Andrew Dillon of the network industry peak body, Energy Networks Australia (ENA), told 7.30 the way customers are charged for electricity has to change, or expensive upgrades to poles and wires will be needed to keep solar customers on the grid.

"The engineering reality is once we get too much solar in a certain space it does start to cause technical issues," he said.

"If there is too much energy coming back up the system in the middle of the day, it can cause frequency voltage disturbances in the system, which can lead to transformers tripping off to protect themselves from being damaged and that will cause localised blackouts.

"There are pockets of the grid already where we have significant penetration and we are starting to see technical issues."

However, he acknowledges that excess solar power has yet to cause any blackouts, or damage electricity infrastructure.

Economist says solar power threatens distributors' business model

The director of the Victorian Energy Policy Centre, Bruce Mountain, said when too many people rely on solar it threatens the very business model of the companies that own Australia's poles and wires.

"When the customers use the network less to buy centrally produced electricity, they ship less product," he said.

"When they ship less product, their underlying business is undermined, they need to charge more to the customers left and that leads to what has been called a death spiral.

"We are seeing rapid reductions in consumption at the point of use per household."

But Mr Dillon denies the distributors are acting out of self-interest.

"I absolutely reject that claim," he said.

"We, as networks, have an interest in is running a safe network, running a reliable network, enabling the transition to a low carbon future and doing all that while keeping costs down as much as possible."

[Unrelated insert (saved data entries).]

//! Assembled platform: registry, provider interface, credentials and command map.
//!
//! A [`Platform`] is built once and shared read-only. The process-wide instance
//! lives behind [`Platform::global`]; [`Platform::replace_global`] builds a fresh
//! one and swaps the cached reference atomically.

use std::sync::{Arc, PoisonError, RwLock};

use serde::Serialize;
use serde_json::Value;
use tracing::{debug, info};

use crate::adapters;
use crate::config::{process_env, EnvLookup, PlatformConfig};
use crate::credentials::{Credentials, CredentialsLoader};
use crate::envelope::{Envelope, ErrorResponse};
use crate::executor::QueryExecutor;
use crate::extension::{EnvelopeExtension, INSTALLED_ENVELOPE_EXTENSIONS};
use crate::http_client::{HttpClient, ReqwestHttpClient};
use crate::provider_interface::ProviderInterface;
use crate::registry::{ProviderContext, ProviderExtension, Registry, RegistryLoader};
use crate::retry::RetryingHttpClient;
use crate::router::{CommandContext, CommandInput, CommandMap, RegistrationContext, RouterExtension, RouterLoader};
use crate::routers;
use crate::secret::SecretString;
use crate::standard_models::{self, ModelInfo};
use crate::{CoreError, ValidationError};

/// Init-once, swappable shared value.
pub struct Shared<T> {
    slot: RwLock<Option<Arc<T>>>,
}

impl<T> Shared<T> {
    pub const fn new() -> Self {
        Self {
            slot: RwLock::new(None),
        }
    }

    pub fn get(&self) -> Option<Arc<T>> {
        self.slot
            .read()
            .unwrap_or_else(PoisonError::into_inner)
            .clone()
    }

    /// Returns the cached value, building it with `init` on first use.
    pub fn get_or_try_init<E>(&self, init: impl FnOnce() -> Result<T, E>) -> Result<Arc<T>, E> {
        if let Some(value) = self.get() {
            return Ok(value);
        }
        let mut slot = self.slot.write().unwrap_or_else(PoisonError::into_inner);
        if let Some(value) = slot.as_ref() {
            return Ok(Arc::clone(value));
        }
        let value = Arc::new(init()?);
        *slot = Some(Arc::clone(&value));
        Ok(value)
    }

    /// Replaces the cached value, returning the previous one.
    pub fn swap(&self, value: T) -> Option<Arc<T>> {
        self.swap_arc(Arc::new(value))
    }

    pub fn swap_arc(&self, value: Arc<T>) -> Option<Arc<T>> {
        self.slot
            .write()
            .unwrap_or_else(PoisonError::into_inner)
            .replace(value)
    }
}

impl<T> Default for Shared<T> {
    fn default() -> Self {
        Self::new()
    }
}

static PLATFORM: Shared<Platform> = Shared::new();

/// Status and JSON body of a command response.
#[derive(Debug, Clone, PartialEq, Serialize)]
pub struct CommandResponse {
    pub status: u16,
    pub body: Value,
}

#[derive(Debug)]
pub struct Platform {
    config: PlatformConfig,
    registry: Arc<Registry>,
    interface: Arc<ProviderInterface>,
    credentials: Credentials,
    command_map: Arc<CommandMap>,
}

impl Platform {
    pub fn builder() -> PlatformBuilder {
        PlatformBuilder::default()
    }

    /// The process-wide platform, built from the environment on first use.
    pub fn global() -> Result<Arc<Self>, CoreError> {
        PLATFORM.get_or_try_init(|| Self::builder().build())
    }

    /// Installs `platform` as the process-wide instance.
    pub fn replace_global(platform: Platform) -> Arc<Self> {
        let platform = Arc::new(platform);
        PLATFORM.swap_arc(Arc::clone(&platform));
        platform
    }

    pub fn config(&self) -> &PlatformConfig {
        &self.config
    }

    pub fn registry(&self) -> &Registry {
        &self.registry
    }

    pub fn interface(&self) -> &ProviderInterface {
        &self.interface
    }

    pub fn credentials(&self) -> &Credentials {
        &self.credentials
    }

    pub fn set_credential(&mut self, name: &str, value: impl Into<SecretString>) -> Result<(), ValidationError> {
        self.credentials.set(name, value)
    }

    pub fn command_map(&self) -> &CommandMap {
        &self.command_map
    }

    /// Context handed to handlers as `cc`.
    pub fn command_context(&self) -> CommandContext {
        CommandContext::new(
            QueryExecutor::new(Arc::clone(&self.registry)),
            Arc::clone(&self.interface),
        )
        .with_credentials(self.credentials.to_secret_map())
        .with_defaults(Arc::new(self.config.defaults.routes.clone()))
        .with_settings(self.config.system_settings())
        .with_commands(Arc::clone(&self.command_map))
    }

    /// Invokes the route at `path`.
    pub async fn call(&self, path: &str, input: CommandInput) -> Result<Envelope<Value>, CoreError> {
        let route = self
            .command_map
            .get_command(path)
            .ok_or_else(|| CoreError::RouteNotFound {
                path: path.to_owned(),
            })?;
        let cc = self.command_context();
        debug!(route = %route.path, provider = ?input.provider, "calling route");
        route.handler.call(&cc, route, input).await
    }

    /// Invokes the route at `path` and renders the envelope or the error body.
    pub async fn respond(&self, path: &str, input: CommandInput) -> CommandResponse {
        let outcome = self
            .call(path, input)
            .await
            .and_then(|envelope| serde_json::to_value(envelope).map_err(CoreError::from));
        match outcome {
            Ok(body) => CommandResponse { status: 200, body },
            Err(error) => CommandResponse {
                status: error.status_code(),
                body: serde_json::to_value(ErrorResponse::from_error(&error)).unwrap_or(Value::Null),
            },
        }
    }
}

/// Builds a [`Platform`] from extension tables and configuration.
pub struct PlatformBuilder {
    config: Option<PlatformConfig>,
    http_client: Option<Arc<dyn HttpClient>>,
    provider_extensions: Vec<ProviderExtension>,
    router_extensions: Vec<RouterExtension>,
    envelope_extensions: Vec<EnvelopeExtension>,
    models: Vec<ModelInfo>,
    env: EnvLookup,
}

impl Default for PlatformBuilder {
    fn default() -> Self {
        Self {
            config: None,
            http_client: None,
            provider_extensions: adapters::INSTALLED_PROVIDERS.to_vec(),
            router_extensions: routers::INSTALLED_ROUTERS.to_vec(),
            envelope_extensions: INSTALLED_ENVELOPE_EXTENSIONS.to_vec(),
            models: standard_models::catalogue(),
            env: process_env(),
        }
    }
}

impl PlatformBuilder {
    /// Uses `config` instead of loading settings file and environment.
    pub fn with_config(mut self, config: PlatformConfig) -> Self {
        self.config = Some(config);
        self
    }

    pub fn with_http_client(mut self, client: Arc<dyn HttpClient>) -> Self {
        self.http_client = Some(client);
        self
    }

    pub fn with_provider_extensions(mut self, extensions: &[ProviderExtension]) -> Self {
        self.provider_extensions = extensions.to_vec();
        self
    }

    pub fn with_router_extensions(mut self, extensions: &[RouterExtension]) -> Self {
        self.router_extensions = extensions.to_vec();
        self
    }

    pub fn with_envelope_extensions(mut self, extensions: &[EnvelopeExtension]) -> Self {
        self.envelope_extensions = extensions.to_vec();
        self
    }

    /// Standard models that providers may serve and routes may bind to.
    pub fn with_models(mut self, models: Vec<ModelInfo>) -> Self {
        self.models = models;
        self
    }

    /// Environment used for configuration and credential values.
    pub fn with_env_lookup(mut self, env: EnvLookup) -> Self {
        self.env = env;
        self
    }

    pub fn build(self) -> Result<Platform, CoreError> {
        let config = match self.config {
            Some(config) => config,
            None => PlatformConfig::load_with(&self.env)?,
        };

        let http_client = self.http_client.unwrap_or_else(|| {
            Arc::new(RetryingHttpClient::new(
                Arc::new(ReqwestHttpClient::new()),
                config.http.retry.to_retry_config(),
            ))
        });
        let registry = Arc::new(RegistryLoader::from_extensions(
            &self.provider_extensions,
            &ProviderContext { http_client },
        )?);
        let interface = Arc::new(ProviderInterface::new(&registry, &self.models)?);

        let mut loader = CredentialsLoader::new();
        loader.from_providers(&interface);
        loader.from_extensions(&self.envelope_extensions)?;
        let mut credentials = loader.load();
        credentials.apply_configured(&config.credentials);
        credentials.load_values(|name| config.credential_value(name, &self.env));

        let router = RouterLoader::from_extensions(
            &self.router_extensions,
            &RegistrationContext {
                interface: &interface,
                debug_mode: config.debug_mode,
            },
        )?;
        let command_map = Arc::new(CommandMap::new(router, Arc::clone(&interface)));

        info!(
            providers = registry.len(),
            routes = command_map.len(),
            credentials = credentials.names().count(),
            debug_mode = config.debug_mode,
            "platform ready"
        );

        Ok(Platform {
            config,
            registry,
            interface,
            credentials,
            command_map,
        })
    }
}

Solar installers say the networks are holding back business

Around Australia the poles and wires companies can decide which solar systems can connect to the grid.

Small systems can connect automatically, but in some areas, those wanting a larger system can find themselves caught up in red tape.

The vice-president of the Australian Solar Council, Glen Morris, said these limitations were holding back solar installation businesses and preventing the take-up of new battery storage technology.

"If you've already got a five kilowatt system, your house is full as far as the network is concerned," Mr Morris said.

"You go to add a battery, that's another five kilowatts and so they say no you're already full … so you can't add storage to your solar system."

Mr Morris also said the networks had the capacity to solve the problem of any excess solar flows into the grid, and infrastructure upgrades were not necessary.

"They already have the capability to turn off your solar invertor whenever they feel like it," he said.

"If they choose to connect that functionality, it's there in the inverter. The customer already has it."

ENA has acknowledged there is frustration with rooftop system size limits in the solar industry. 

"What we are seeing is solar installers and others slightly frustrated at different requirements for different networks and sometimes they are unclear on the reasons for that," Mr Dillon said.

"Limitations are in place across the country to make sure the network stays safe and we don't have sudden rushes of people connecting to the grid that causes outage issues."

But Mr Mountain is unconvinced, calling the limitations "somewhat spurious".

"The published, documented, critically reviewed analyses are few and far between, so it is very easy for engineers to make these arguments and those in policy circles only have so much tolerance for the detail," he said.